**Records for the exercise**

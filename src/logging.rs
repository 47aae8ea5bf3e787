//! Tracing subscriber setup.
//!
//! Reads `RUST_LOG`; when unset, defaults to `info` (or `debug` with
//! `--verbose`). Output always goes to stderr so stdout stays reserved for
//! command output.

use anyhow::{Context, Result};
use serde::{Deserialize, Serialize};
use tracing_subscriber::{EnvFilter, fmt, layer::SubscriberExt, util::SubscriberInitExt};

/// Log line format.
#[derive(Debug, Clone, Copy, PartialEq, Eq, Default, Serialize, Deserialize)]
#[serde(rename_all = "lowercase")]
pub enum LogFormat {
    /// Human-readable single-line output
    #[default]
    Compact,
    /// One JSON object per event
    Json,
}

impl std::fmt::Display for LogFormat {
    fn fmt(&self, f: &mut std::fmt::Formatter<'_>) -> std::fmt::Result {
        match self {
            LogFormat::Compact => write!(f, "compact"),
            LogFormat::Json => write!(f, "json"),
        }
    }
}

impl std::str::FromStr for LogFormat {
    type Err = anyhow::Error;

    fn from_str(s: &str) -> Result<Self, Self::Err> {
        match s.to_lowercase().as_str() {
            "compact" => Ok(LogFormat::Compact),
            "json" => Ok(LogFormat::Json),
            _ => anyhow::bail!("Invalid log format '{}'. Valid values: compact, json", s),
        }
    }
}

/// Install the global subscriber.
pub fn init(format: LogFormat, verbose: bool) -> Result<()> {
    let default_level = if verbose { "debug" } else { "info" };
    let filter = EnvFilter::try_from_default_env().unwrap_or_else(|_| EnvFilter::new(default_level));
    let registry = tracing_subscriber::registry().with(filter);

    match format {
        LogFormat::Compact => registry
            .with(fmt::layer().with_writer(std::io::stderr).compact())
            .try_init(),
        LogFormat::Json => registry
            .with(fmt::layer().with_writer(std::io::stderr).json())
            .try_init(),
    }
    .context("Failed to install tracing subscriber")
}
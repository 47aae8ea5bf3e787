//! Review feedback reconciliation for agent-opened pull requests.
//!
//! When reviewers comment on a pull request the agent opened, a cycle detects
//! what is new since the last processed point, groups it by file, asks a code
//! generator to fix each group, commits and pushes once, replies to every item
//! and advances a watermark stored as a marker comment on the PR itself.
//!
//! - [`feedback`]: pure decision logic (filtering, grouping, prompts, parsing).
//! - [`pipeline`]: the cycle itself, driven against collaborator traits.

pub mod config;
pub mod errors;
pub mod feedback;
pub mod logging;
pub mod pipeline;
//! Watermark resolution and marker comment rendering.
//!
//! The watermark is never stored separately: it is the timestamp embedded in
//! the newest marker comment the processing identity posted on the PR.
//!
//! ```text
//! <marker> Processing Timestamp: 2024-05-01T12:00:00Z
//!
//! <explanatory trailer>
//! ```

use chrono::{DateTime, SecondsFormat, Utc};
use regex::Regex;
use tracing::warn;

use super::models::{ReviewComment, same_login};

const TIMESTAMP_LABEL: &str = "Processing Timestamp:";

const TRAILER: &str = "Review feedback posted before this timestamp has been addressed. \
New comments and reviews after it will be picked up automatically on the next run.";

const REDACTED_TRAILER: &str = "[details withheld]";

/// The "process everything" watermark.
pub fn zero_watermark() -> DateTime<Utc> {
    DateTime::<Utc>::MIN_UTC
}

fn marker_regex(marker: &str) -> Option<Regex> {
    let pattern = format!(
        r"(?m)^\s*{}\s+{}\s*(\S+)",
        regex::escape(marker),
        regex::escape(TIMESTAMP_LABEL)
    );
    match Regex::new(&pattern) {
        Ok(re) => Some(re),
        Err(e) => {
            warn!(marker, error = %e, "Marker does not form a usable pattern");
            None
        }
    }
}

fn timestamp_in(re: &Regex, body: &str) -> Option<DateTime<Utc>> {
    let raw = re.captures(body)?.get(1)?.as_str();
    DateTime::parse_from_rfc3339(raw)
        .ok()
        .map(|ts| ts.with_timezone(&Utc))
}

/// Extract the timestamp from a marker comment body, if it is one.
pub fn parse_marker_timestamp(body: &str, marker: &str) -> Option<DateTime<Utc>> {
    timestamp_in(&marker_regex(marker)?, body)
}

/// Find the newest marker timestamp among comments authored by `identity`.
///
/// Returns [`zero_watermark`] when no marker exists.
pub fn resolve_watermark(comments: &[ReviewComment], identity: &str, marker: &str) -> DateTime<Utc> {
    let Some(re) = marker_regex(marker) else {
        return zero_watermark();
    };
    comments
        .iter()
        .filter(|c| same_login(&c.author, identity))
        .filter_map(|c| timestamp_in(&re, &c.body))
        .max()
        .unwrap_or_else(zero_watermark)
}

/// Render the marker comment that advances the watermark to `at`.
///
/// With `redact` the explanatory trailer is withheld; the timestamp line is
/// always present so the marker still round-trips.
pub fn render_marker_comment(marker: &str, at: DateTime<Utc>, redact: bool) -> String {
    format!(
        "{} {} {}\n\n{}",
        marker,
        TIMESTAMP_LABEL,
        at.to_rfc3339_opts(SecondsFormat::Secs, true),
        if redact { REDACTED_TRAILER } else { TRAILER }
    )
}

#[cfg(test)]
mod tests {
    use super::*;
    use chrono::TimeZone;

    const MARKER: &str = "🤖 Review Responder";

    fn comment(id: i64, author: &str, body: &str) -> ReviewComment {
        ReviewComment {
            id,
            author: author.into(),
            body: body.into(),
            path: None,
            line: None,
            start_line: None,
            in_reply_to_id: None,
            created_at: Utc::now(),
        }
    }

    #[test]
    fn test_no_markers_yields_zero() {
        let comments = vec![comment(1, "alice", "looks good")];
        assert_eq!(resolve_watermark(&comments, "bot", MARKER), zero_watermark());
        assert_eq!(resolve_watermark(&[], "bot", MARKER), zero_watermark());
    }

    #[test]
    fn test_render_then_parse_round_trips() {
        let at = Utc.with_ymd_and_hms(2024, 5, 1, 12, 30, 0).unwrap();
        for redact in [false, true] {
            let body = render_marker_comment(MARKER, at, redact);
            assert_eq!(parse_marker_timestamp(&body, MARKER), Some(at));
        }
    }

    #[test]
    fn test_redaction_keeps_timestamp_drops_trailer() {
        let at = Utc.with_ymd_and_hms(2024, 5, 1, 12, 30, 0).unwrap();
        let body = render_marker_comment(MARKER, at, true);
        assert!(body.contains("2024-05-01T12:30:00Z"));
        assert!(!body.contains(TRAILER));
        assert!(render_marker_comment(MARKER, at, false).contains(TRAILER));
    }

    #[test]
    fn test_picks_latest_marker_from_identity_only() {
        let early = Utc.with_ymd_and_hms(2024, 1, 1, 0, 0, 0).unwrap();
        let late = Utc.with_ymd_and_hms(2024, 2, 1, 0, 0, 0).unwrap();
        let forged = Utc.with_ymd_and_hms(2025, 1, 1, 0, 0, 0).unwrap();
        let comments = vec![
            comment(1, "bot", &render_marker_comment(MARKER, late, false)),
            comment(2, "Bot", &render_marker_comment(MARKER, early, false)),
            comment(3, "mallory", &render_marker_comment(MARKER, forged, false)),
        ];
        assert_eq!(resolve_watermark(&comments, "bot", MARKER), late);
    }

    #[test]
    fn test_ignores_other_markers_and_bad_timestamps() {
        let comments = vec![
            comment(1, "bot", "Some Other Tool Processing Timestamp: 2024-01-01T00:00:00Z"),
            comment(2, "bot", &format!("{} Processing Timestamp: yesterday", MARKER)),
        ];
        assert_eq!(resolve_watermark(&comments, "bot", MARKER), zero_watermark());
    }

    #[test]
    fn test_marker_with_regex_metacharacters() {
        let marker = "[bot] (v2.*) +?";
        let at = Utc.with_ymd_and_hms(2024, 7, 4, 8, 0, 0).unwrap();
        let comments = vec![
            comment(1, "bot", &render_marker_comment(marker, at, false)),
            comment(2, "bot", "[bot] (v2) Processing Timestamp: 2030-01-01T00:00:00Z"),
        ];
        assert_eq!(resolve_watermark(&comments, "bot", marker), at);
        assert_eq!(parse_marker_timestamp(&comments[1].body, marker), None);
    }
}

**What is needed**
Write out exactly the lines that fall from the line with "pub mod pipeline;" to the line with "use tracing::warn;" in the records above, keeping both ends.

**Response area**
pub mod pipeline;
//! Watermark resolution and marker comment rendering.
//!
//! The watermark is never stored separately: it is the timestamp embedded in
//! the newest marker comment the processing identity posted on the PR.
//!
//! ```text
//! <marker> Processing Timestamp: 2024-05-01T12:00:00Z
//!
//! <explanatory trailer>
//! ```

use chrono::{DateTime, SecondsFormat, Utc};
use regex::Regex;
use tracing::warn;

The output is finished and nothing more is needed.